■ Work request: Lines that include the word "type" should be copied from the listing that follows.

■ Supplied entries:
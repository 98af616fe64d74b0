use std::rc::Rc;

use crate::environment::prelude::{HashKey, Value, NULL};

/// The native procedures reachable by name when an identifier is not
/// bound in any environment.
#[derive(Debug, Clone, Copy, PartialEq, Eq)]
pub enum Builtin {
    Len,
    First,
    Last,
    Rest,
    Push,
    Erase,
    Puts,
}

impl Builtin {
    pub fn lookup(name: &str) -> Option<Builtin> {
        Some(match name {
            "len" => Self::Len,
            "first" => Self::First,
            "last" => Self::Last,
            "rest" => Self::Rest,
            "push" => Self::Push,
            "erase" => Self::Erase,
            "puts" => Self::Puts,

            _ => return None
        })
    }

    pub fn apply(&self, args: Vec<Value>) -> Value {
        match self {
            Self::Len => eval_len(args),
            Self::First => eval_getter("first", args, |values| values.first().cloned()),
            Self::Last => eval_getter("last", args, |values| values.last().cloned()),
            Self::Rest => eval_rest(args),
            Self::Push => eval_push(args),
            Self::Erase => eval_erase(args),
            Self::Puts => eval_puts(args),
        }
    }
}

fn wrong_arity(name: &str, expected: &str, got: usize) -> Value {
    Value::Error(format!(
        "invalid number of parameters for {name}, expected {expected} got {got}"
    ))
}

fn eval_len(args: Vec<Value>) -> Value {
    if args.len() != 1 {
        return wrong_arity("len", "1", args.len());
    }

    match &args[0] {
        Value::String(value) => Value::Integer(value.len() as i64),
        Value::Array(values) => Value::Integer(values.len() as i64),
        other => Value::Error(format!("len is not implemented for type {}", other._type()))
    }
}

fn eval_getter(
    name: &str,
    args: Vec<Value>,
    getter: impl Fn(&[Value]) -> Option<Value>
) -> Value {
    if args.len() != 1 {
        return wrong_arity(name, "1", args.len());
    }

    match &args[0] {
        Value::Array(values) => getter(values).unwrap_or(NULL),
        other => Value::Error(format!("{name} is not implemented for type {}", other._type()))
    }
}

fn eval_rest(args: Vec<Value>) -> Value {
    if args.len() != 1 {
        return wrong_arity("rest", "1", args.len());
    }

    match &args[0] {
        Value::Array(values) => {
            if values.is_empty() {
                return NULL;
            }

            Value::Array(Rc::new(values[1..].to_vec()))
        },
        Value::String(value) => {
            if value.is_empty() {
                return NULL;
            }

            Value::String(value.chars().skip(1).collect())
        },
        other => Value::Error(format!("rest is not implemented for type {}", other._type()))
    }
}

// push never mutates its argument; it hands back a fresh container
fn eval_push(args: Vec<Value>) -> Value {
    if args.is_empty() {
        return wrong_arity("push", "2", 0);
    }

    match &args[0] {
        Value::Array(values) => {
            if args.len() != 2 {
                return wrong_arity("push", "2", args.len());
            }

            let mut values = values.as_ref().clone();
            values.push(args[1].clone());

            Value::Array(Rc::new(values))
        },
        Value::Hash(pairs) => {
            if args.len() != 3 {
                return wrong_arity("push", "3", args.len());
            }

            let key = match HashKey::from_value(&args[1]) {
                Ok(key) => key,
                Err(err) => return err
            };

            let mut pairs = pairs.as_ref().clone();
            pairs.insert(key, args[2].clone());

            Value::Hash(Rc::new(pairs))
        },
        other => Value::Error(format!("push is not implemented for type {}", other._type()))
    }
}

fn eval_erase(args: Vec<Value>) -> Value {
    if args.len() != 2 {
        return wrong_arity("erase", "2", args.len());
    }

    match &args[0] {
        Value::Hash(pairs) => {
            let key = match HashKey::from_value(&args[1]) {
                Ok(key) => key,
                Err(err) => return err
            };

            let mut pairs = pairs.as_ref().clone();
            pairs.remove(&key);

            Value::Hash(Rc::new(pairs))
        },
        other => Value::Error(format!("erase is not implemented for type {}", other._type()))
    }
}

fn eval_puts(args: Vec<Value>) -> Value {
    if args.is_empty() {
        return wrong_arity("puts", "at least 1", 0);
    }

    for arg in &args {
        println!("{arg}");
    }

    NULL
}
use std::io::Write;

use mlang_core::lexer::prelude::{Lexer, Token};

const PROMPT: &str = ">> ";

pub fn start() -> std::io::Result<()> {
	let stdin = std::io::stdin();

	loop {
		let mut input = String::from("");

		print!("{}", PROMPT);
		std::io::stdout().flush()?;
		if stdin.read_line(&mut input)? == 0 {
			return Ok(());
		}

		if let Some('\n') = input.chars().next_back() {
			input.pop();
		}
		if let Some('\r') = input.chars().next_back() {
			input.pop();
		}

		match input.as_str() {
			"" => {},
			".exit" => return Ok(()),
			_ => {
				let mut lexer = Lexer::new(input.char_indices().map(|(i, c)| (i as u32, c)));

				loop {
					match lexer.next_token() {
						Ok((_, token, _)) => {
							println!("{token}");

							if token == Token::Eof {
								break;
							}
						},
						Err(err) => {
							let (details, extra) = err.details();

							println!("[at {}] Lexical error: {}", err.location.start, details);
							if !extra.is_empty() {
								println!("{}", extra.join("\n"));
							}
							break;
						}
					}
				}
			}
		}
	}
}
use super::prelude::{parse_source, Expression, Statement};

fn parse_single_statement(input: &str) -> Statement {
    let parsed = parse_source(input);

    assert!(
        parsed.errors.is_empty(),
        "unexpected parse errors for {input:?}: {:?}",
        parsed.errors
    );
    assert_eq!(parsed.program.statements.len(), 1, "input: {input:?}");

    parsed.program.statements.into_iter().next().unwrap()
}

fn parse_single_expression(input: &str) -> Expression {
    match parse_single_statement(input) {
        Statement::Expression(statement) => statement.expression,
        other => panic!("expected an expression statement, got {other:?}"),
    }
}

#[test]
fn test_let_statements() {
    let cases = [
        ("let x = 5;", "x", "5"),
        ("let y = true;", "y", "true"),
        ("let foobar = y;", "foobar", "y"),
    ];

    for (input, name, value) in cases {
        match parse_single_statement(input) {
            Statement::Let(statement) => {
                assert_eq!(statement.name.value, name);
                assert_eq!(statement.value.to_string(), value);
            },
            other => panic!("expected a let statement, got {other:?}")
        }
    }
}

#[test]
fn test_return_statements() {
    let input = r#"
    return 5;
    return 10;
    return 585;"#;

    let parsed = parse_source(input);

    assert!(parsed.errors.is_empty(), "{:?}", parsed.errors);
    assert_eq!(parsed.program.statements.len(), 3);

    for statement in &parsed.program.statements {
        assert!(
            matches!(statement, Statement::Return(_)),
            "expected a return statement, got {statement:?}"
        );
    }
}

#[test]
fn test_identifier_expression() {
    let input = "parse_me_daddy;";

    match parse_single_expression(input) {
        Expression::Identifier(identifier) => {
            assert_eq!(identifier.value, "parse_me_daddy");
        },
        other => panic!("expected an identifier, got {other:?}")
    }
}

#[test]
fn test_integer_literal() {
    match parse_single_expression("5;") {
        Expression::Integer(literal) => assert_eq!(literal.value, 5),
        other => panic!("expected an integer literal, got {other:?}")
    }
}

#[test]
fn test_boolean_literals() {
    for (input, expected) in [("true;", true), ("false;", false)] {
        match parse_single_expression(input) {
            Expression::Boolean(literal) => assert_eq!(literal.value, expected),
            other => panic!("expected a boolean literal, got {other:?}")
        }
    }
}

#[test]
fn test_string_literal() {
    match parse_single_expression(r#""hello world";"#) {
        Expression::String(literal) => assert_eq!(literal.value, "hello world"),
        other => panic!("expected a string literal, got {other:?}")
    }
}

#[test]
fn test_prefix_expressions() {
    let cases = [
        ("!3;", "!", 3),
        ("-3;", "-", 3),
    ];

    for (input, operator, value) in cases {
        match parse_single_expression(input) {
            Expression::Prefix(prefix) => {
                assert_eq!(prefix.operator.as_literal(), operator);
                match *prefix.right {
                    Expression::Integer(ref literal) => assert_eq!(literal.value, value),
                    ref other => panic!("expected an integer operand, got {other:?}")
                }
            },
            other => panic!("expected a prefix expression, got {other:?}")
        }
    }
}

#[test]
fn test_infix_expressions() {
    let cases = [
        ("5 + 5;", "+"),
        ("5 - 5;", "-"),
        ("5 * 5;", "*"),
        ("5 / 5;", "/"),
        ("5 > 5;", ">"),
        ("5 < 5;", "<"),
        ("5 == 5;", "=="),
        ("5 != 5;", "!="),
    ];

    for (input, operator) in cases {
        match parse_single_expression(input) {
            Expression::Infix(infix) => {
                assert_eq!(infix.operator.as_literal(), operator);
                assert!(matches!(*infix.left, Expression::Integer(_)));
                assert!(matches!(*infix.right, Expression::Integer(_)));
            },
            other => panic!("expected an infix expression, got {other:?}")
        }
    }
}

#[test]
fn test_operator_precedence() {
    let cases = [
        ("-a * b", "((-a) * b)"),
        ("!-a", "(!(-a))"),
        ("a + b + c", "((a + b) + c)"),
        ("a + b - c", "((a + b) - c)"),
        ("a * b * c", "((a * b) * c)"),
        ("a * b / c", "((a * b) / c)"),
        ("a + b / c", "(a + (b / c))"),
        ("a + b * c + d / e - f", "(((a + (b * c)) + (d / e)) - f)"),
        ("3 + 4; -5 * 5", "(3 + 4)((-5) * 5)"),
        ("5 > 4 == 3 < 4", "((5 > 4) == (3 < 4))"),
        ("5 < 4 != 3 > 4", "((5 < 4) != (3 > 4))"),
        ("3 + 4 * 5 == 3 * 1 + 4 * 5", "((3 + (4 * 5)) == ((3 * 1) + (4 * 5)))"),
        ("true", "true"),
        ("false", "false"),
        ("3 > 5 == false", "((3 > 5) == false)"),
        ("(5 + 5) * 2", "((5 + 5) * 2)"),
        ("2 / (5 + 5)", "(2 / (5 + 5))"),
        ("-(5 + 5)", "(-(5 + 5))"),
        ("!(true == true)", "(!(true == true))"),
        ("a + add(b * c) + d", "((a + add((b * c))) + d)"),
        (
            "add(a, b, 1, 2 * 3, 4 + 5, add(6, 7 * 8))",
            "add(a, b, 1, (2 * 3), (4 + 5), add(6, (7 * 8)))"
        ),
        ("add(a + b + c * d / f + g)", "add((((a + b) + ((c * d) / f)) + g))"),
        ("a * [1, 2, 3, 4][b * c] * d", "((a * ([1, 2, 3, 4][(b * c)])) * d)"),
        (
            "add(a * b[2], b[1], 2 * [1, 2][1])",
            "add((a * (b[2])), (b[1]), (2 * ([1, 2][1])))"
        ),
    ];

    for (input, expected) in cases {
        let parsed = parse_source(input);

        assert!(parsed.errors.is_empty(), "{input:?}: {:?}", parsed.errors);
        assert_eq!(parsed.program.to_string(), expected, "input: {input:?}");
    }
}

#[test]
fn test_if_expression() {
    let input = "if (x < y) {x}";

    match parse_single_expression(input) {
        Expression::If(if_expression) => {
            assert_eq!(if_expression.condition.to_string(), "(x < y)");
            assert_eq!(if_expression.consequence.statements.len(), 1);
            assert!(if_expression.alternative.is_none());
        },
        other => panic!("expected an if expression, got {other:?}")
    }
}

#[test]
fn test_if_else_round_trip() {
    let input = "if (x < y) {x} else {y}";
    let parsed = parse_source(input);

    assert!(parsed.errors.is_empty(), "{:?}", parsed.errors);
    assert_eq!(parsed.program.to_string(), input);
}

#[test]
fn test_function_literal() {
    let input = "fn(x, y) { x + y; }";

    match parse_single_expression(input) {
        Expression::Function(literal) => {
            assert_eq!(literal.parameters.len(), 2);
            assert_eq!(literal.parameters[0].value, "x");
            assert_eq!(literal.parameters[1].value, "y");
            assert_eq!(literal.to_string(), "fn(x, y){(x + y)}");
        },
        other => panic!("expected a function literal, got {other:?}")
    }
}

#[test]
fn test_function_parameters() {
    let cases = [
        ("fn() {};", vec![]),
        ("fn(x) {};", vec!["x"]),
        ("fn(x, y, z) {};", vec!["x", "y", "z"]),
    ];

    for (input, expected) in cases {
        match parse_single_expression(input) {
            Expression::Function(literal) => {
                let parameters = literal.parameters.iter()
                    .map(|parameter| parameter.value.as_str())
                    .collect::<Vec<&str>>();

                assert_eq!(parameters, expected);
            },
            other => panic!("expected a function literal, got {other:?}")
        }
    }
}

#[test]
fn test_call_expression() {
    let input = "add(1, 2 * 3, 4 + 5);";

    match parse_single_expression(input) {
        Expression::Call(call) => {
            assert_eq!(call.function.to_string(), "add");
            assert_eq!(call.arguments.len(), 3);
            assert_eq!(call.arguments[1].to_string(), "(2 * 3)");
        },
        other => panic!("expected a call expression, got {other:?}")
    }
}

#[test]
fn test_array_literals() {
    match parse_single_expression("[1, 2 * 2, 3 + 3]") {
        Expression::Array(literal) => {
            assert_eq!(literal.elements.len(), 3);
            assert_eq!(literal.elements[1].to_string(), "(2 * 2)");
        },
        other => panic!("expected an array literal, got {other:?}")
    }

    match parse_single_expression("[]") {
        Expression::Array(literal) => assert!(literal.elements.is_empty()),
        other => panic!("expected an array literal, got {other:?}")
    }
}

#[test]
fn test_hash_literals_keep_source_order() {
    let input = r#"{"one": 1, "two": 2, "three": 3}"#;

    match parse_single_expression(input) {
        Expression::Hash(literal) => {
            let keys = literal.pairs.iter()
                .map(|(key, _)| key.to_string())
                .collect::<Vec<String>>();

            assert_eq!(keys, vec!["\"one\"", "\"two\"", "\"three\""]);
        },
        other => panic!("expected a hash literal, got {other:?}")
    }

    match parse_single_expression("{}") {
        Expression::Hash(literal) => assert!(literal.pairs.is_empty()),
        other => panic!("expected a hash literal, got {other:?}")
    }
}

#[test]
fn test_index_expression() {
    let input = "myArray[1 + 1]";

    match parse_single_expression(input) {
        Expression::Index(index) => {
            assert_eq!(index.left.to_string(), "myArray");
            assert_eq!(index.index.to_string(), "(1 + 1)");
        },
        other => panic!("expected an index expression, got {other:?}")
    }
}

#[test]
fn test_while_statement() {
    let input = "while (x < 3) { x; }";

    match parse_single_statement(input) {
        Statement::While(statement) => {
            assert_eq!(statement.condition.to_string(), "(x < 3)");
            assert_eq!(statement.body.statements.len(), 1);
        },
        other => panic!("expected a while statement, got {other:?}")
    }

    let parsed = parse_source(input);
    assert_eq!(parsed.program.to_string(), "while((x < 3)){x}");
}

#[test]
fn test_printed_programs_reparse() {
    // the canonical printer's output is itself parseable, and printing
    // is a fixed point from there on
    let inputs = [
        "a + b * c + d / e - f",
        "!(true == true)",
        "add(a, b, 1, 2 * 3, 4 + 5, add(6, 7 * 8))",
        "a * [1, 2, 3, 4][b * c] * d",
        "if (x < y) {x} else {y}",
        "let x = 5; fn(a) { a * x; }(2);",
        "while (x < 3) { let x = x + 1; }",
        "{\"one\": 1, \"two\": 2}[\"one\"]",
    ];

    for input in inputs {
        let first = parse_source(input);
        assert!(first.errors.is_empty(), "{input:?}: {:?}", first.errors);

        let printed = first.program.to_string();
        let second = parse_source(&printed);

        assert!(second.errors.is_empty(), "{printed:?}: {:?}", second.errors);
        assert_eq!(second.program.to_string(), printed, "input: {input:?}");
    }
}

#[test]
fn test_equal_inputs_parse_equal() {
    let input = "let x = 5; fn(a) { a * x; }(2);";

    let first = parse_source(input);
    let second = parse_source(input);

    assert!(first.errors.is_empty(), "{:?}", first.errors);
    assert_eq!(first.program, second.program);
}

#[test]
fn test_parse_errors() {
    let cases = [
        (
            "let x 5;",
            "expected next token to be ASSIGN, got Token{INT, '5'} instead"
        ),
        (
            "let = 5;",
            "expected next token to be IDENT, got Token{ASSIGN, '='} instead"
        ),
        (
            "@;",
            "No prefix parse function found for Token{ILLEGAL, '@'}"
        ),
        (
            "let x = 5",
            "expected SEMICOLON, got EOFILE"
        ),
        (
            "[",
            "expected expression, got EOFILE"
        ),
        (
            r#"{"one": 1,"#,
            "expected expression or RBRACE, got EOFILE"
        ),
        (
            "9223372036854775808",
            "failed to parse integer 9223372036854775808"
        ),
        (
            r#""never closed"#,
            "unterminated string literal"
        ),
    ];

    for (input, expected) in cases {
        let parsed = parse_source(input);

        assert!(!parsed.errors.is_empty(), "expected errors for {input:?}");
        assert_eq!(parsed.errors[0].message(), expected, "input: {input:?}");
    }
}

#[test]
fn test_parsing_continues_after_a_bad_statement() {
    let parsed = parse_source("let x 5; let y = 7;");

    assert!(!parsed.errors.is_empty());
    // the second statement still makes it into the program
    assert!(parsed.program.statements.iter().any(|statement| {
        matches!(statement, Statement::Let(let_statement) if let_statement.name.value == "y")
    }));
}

■ Finished task:
        other => Value::Error(format!("len is not implemented for type {}", other._type()))
        other => Value::Error(format!("{name} is not implemented for type {}", other._type()))
        other => Value::Error(format!("rest is not implemented for type {}", other._type()))
        other => Value::Error(format!("push is not implemented for type {}", other._type()))
        other => Value::Error(format!("erase is not implemented for type {}", other._type()))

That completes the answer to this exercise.